CREATE OR REPLACE FUNCTION sync_truck_geofence_events() RETURNS trigger AS $$
DECLARE
  geofence_row RECORD;
  last_event_type TEXT;
  currently_inside BOOLEAN;
BEGIN
  FOR geofence_row IN
    SELECT geofence_id, name, ST_Contains(area, NEW.location) AS is_inside
    FROM geofences
  LOOP
    currently_inside := geofence_row.is_inside;

    SELECT event_type
    INTO last_event_type
    FROM truck_geofence_events
    WHERE truck_id = NEW.truck_id
      AND geofence_id = geofence_row.geofence_id
    ORDER BY occurred_at DESC, id DESC
    LIMIT 1;

    IF (last_event_type IS NULL AND currently_inside)
      OR (last_event_type = 'exited' AND currently_inside)
      OR (last_event_type = 'entered' AND NOT currently_inside)
    THEN
      INSERT INTO truck_geofence_events (
        truck_id,
        driver_name,
        geofence_id,
        geofence_name,
        event_type,
        latitude,
        longitude,
        occurred_at
      )
      VALUES (
        NEW.truck_id,
        NEW.driver_name,
        geofence_row.geofence_id,
        geofence_row.name,
        CASE WHEN currently_inside THEN 'entered' ELSE 'exited' END,
        NEW.latitude,
        NEW.longitude,
        NEW.updated_at
      );
    END IF;
  END LOOP;

  RETURN NEW;
END;
$$ LANGUAGE plpgsql;

DROP TRIGGER IF EXISTS truck_latest_positions_sync_geofences ON truck_latest_positions;
CREATE TRIGGER truck_latest_positions_sync_geofences
AFTER INSERT OR UPDATE ON truck_latest_positions
FOR EACH ROW
EXECUTE FUNCTION sync_truck_geofence_events();

postgis.go

A program can now update the truck_latest_positions table with the current location of each truck, and the trigger will automatically log geofence entry and exit events in the truck_geofence_events table whenever a truck crosses a geofence boundary.

Final Takeaway

PostGIS adds powerful spatial capabilities to PostgreSQL, making it a great choice for applications that need to manage and query geographic data.
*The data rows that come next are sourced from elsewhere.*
//! Discord 桥
//!
//! 配置了 `WebhookURL` 时通过 webhook 发送, 显示远端用户的名字和头像; 否则由机器人直接发送。

use std::borrow::Cow;
use std::sync::Arc;

use async_trait::async_trait;
use serenity::client::bridge::gateway::ShardManager;
use serenity::http::{Http, HttpError};
use serenity::model::channel::AttachmentType;
use serenity::model::id::{ChannelId, MessageId};
use serenity::model::webhook::Webhook;
use serenity::prelude::*;
use tokio::sync::OnceCell;

use crate::bridge::{BridgeContext, BridgeError, BridgeResult, Bridger, Message};
use crate::config::BridgeConfig;

pub mod handler;

pub use handler::Handler;

struct DcApi {
    http: Arc<Http>,
    webhook: Option<Webhook>,
    shard_manager: Arc<Mutex<ShardManager>>,
}

pub struct DiscordBridge {
    ctx: BridgeContext,
    api: OnceCell<DcApi>,
}

impl DiscordBridge {
    pub fn new(ctx: BridgeContext) -> Self {
        DiscordBridge {
            ctx,
            api: OnceCell::new(),
        }
    }

    fn api(&self) -> BridgeResult<&DcApi> {
        self.api
            .get()
            .ok_or_else(|| BridgeError::transient("[DC] 还没有连接"))
    }
}

impl DcApi {
    /// 只有 webhook 所在的频道才通过 webhook 发送
    fn webhook_for(&self, channel: ChannelId) -> Option<&Webhook> {
        self.webhook
            .as_ref()
            .filter(|webhook| webhook.channel_id == Some(channel))
    }
}

/// `ID:<id>` 或 `<id>`
pub fn parse_channel(channel: &str) -> BridgeResult<ChannelId> {
    channel
        .trim_start_matches("ID:")
        .parse::<u64>()
        .map(ChannelId)
        .map_err(|_| BridgeError::permanent(format!("无效的频道: {}", channel)))
}

fn parse_message_id(id: &str) -> BridgeResult<MessageId> {
    id.parse::<u64>()
        .map(MessageId)
        .map_err(|_| BridgeError::permanent(format!("无效的消息id: {}", id)))
}

/// 按平台返回的状态码区分暂时/永久失败
pub fn classify(err: SerenityError) -> BridgeError {
    match err {
        SerenityError::Http(err) => match *err {
            HttpError::UnsuccessfulRequest(resp) => {
                BridgeError::from_status(resp.status_code.as_u16(), resp.error.message)
            }
            HttpError::Request(err) => BridgeError::transient(err),
            err => BridgeError::permanent(err),
        },
        SerenityError::Io(err) => BridgeError::transient(err),
        err => BridgeError::permanent(err),
    }
}

/// 消息正文和需要上传的附件
///
/// 已经有链接的附件追加到正文, 只有原始数据的附件直接上传
pub fn outgoing(msg: &Message, with_username: bool) -> (String, Vec<AttachmentType<'static>>) {
    let mut content = if with_username {
        format!("{}{}", msg.username, msg.text)
    } else {
        msg.text.clone()
    };
    let mut files = vec![];
    for file in msg.files() {
        if !file.url.is_empty() {
            if !content.is_empty() {
                content.push('\n');
            }
            content.push_str(&file.url);
        } else if let Some(data) = &file.data {
            files.push(AttachmentType::Bytes {
                data: Cow::Owned(data.to_vec()),
                filename: file.name.clone(),
            });
        }
    }
    (content, files)
}

#[async_trait]
impl Bridger for DiscordBridge {
    async fn connect(&self, config: &BridgeConfig) -> BridgeResult<()> {
        tracing::info!("[DC] 初始化DC桥 {}", self.ctx.account);
        if config.token.is_empty() {
            return Err(BridgeError::connect("没有配置 Token"));
        }
        let http = Arc::new(Http::new(&config.token));
        let me = http
            .get_current_user()
            .await
            .map_err(|err| BridgeError::connect(format!("[DC] 验证 Token 失败: {}", err)))?;
        let webhook = if config.webhook_url.is_empty() {
            None
        } else {
            Some(
                Webhook::from_url(&http, &config.webhook_url)
                    .await
                    .map_err(|err| BridgeError::connect(format!("[DC] webhook 无效: {}", err)))?,
            )
        };

        let intents = GatewayIntents::GUILDS
            | GatewayIntents::GUILD_MESSAGES
            | GatewayIntents::GUILD_MEMBERS
            | GatewayIntents::MESSAGE_CONTENT;
        let handler = Handler {
            ctx: self.ctx.clone(),
            bot_id: me.id,
            webhook_id: webhook.as_ref().map(|webhook| webhook.id),
        };
        let mut client = Client::builder(&config.token, intents)
            .event_handler(handler)
            .await
            .map_err(BridgeError::connect)?;
        let shard_manager = client.shard_manager.clone();

        let shutdown = self.ctx.shutdown.clone();
        let shards = shard_manager.clone();
        tokio::spawn(async move {
            tokio::select! {
                result = client.start() => {
                    if let Err(err) = result {
                        tracing::error!("[DC] Discord客户端退出: {}", err);
                    }
                },
                _ = shutdown.cancelled() => {
                    shards.lock().await.shutdown_all().await;
                },
            }
        });

        let api = DcApi {
            http,
            webhook,
            shard_manager,
        };
        if self.api.set(api).is_err() {
            tracing::warn!("[DC] {} 重复连接", self.ctx.account);
        }
        Ok(())
    }

    async fn send(&self, msg: &Message) -> BridgeResult<String> {
        let api = self.api()?;
        let channel = parse_channel(&msg.channel)?;

        if let Some(webhook) = api.webhook_for(channel) {
            let (content, files) = outgoing(msg, false);
            let sent = webhook
                .execute(&api.http, true, |w| {
                    w.username(&msg.username).content(content).add_files(files);
                    if let Some(avatar) = &msg.avatar {
                        w.avatar_url(avatar);
                    }
                    w
                })
                .await
                .map_err(classify)?;
            return sent
                .map(|sent| sent.id.0.to_string())
                .ok_or_else(|| BridgeError::permanent("webhook 没有返回消息id"));
        }

        let (content, files) = outgoing(msg, true);
        let parent = msg.parent_id.parse::<u64>().ok().map(MessageId);
        let sent = channel
            .send_message(&api.http, |m| {
                m.content(content).add_files(files);
                if let Some(parent) = parent {
                    m.reference_message((channel, parent));
                }
                m
            })
            .await
            .map_err(classify)?;
        Ok(sent.id.0.to_string())
    }

    async fn edit_message(&self, remote_id: &str, msg: &Message) -> BridgeResult<()> {
        let api = self.api()?;
        let channel = parse_channel(&msg.channel)?;
        let message_id = parse_message_id(remote_id)?;
        if let Some(webhook) = api.webhook_for(channel) {
            let (content, _) = outgoing(msg, false);
            webhook
                .edit_message(&api.http, message_id, |m| m.content(content))
                .await
                .map_err(classify)?;
            return Ok(());
        }
        let (content, _) = outgoing(msg, true);
        channel
            .edit_message(&api.http, message_id, |m| m.content(content))
            .await
            .map_err(classify)?;
        Ok(())
    }

    async fn delete_message(&self, channel: &str, remote_id: &str) -> BridgeResult<()> {
        let api = self.api()?;
        parse_channel(channel)?
            .delete_message(&api.http, parse_message_id(remote_id)?)
            .await
            .map_err(classify)
    }

    async fn disconnect(&self) -> BridgeResult<()> {
        if let Ok(api) = self.api() {
            api.shard_manager.lock().await.shutdown_all().await;
        }
        tracing::info!("[DC] {} 断开连接", self.ctx.account);
        Ok(())
    }
}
Whether you are building a store locator, a geofencing system, or a spatial analytics platform, PostGIS provides the tools and performance to handle those use cases effectively.

This blog post only scratches the surface of what PostGIS can do. It includes a rich set of spatial functions for everything from simple distance calculations to more advanced geospatial analysis. I recommend reading the official documentation. In particular, Chapter 4, Data Management, and Chapter 5, Spatial Queries, cover much of the core functionality in more detail.

If your data already lives in PostgreSQL and you have spatial queries in your application, PostGIS is definitely worth considering as a solution for your spatial data needs.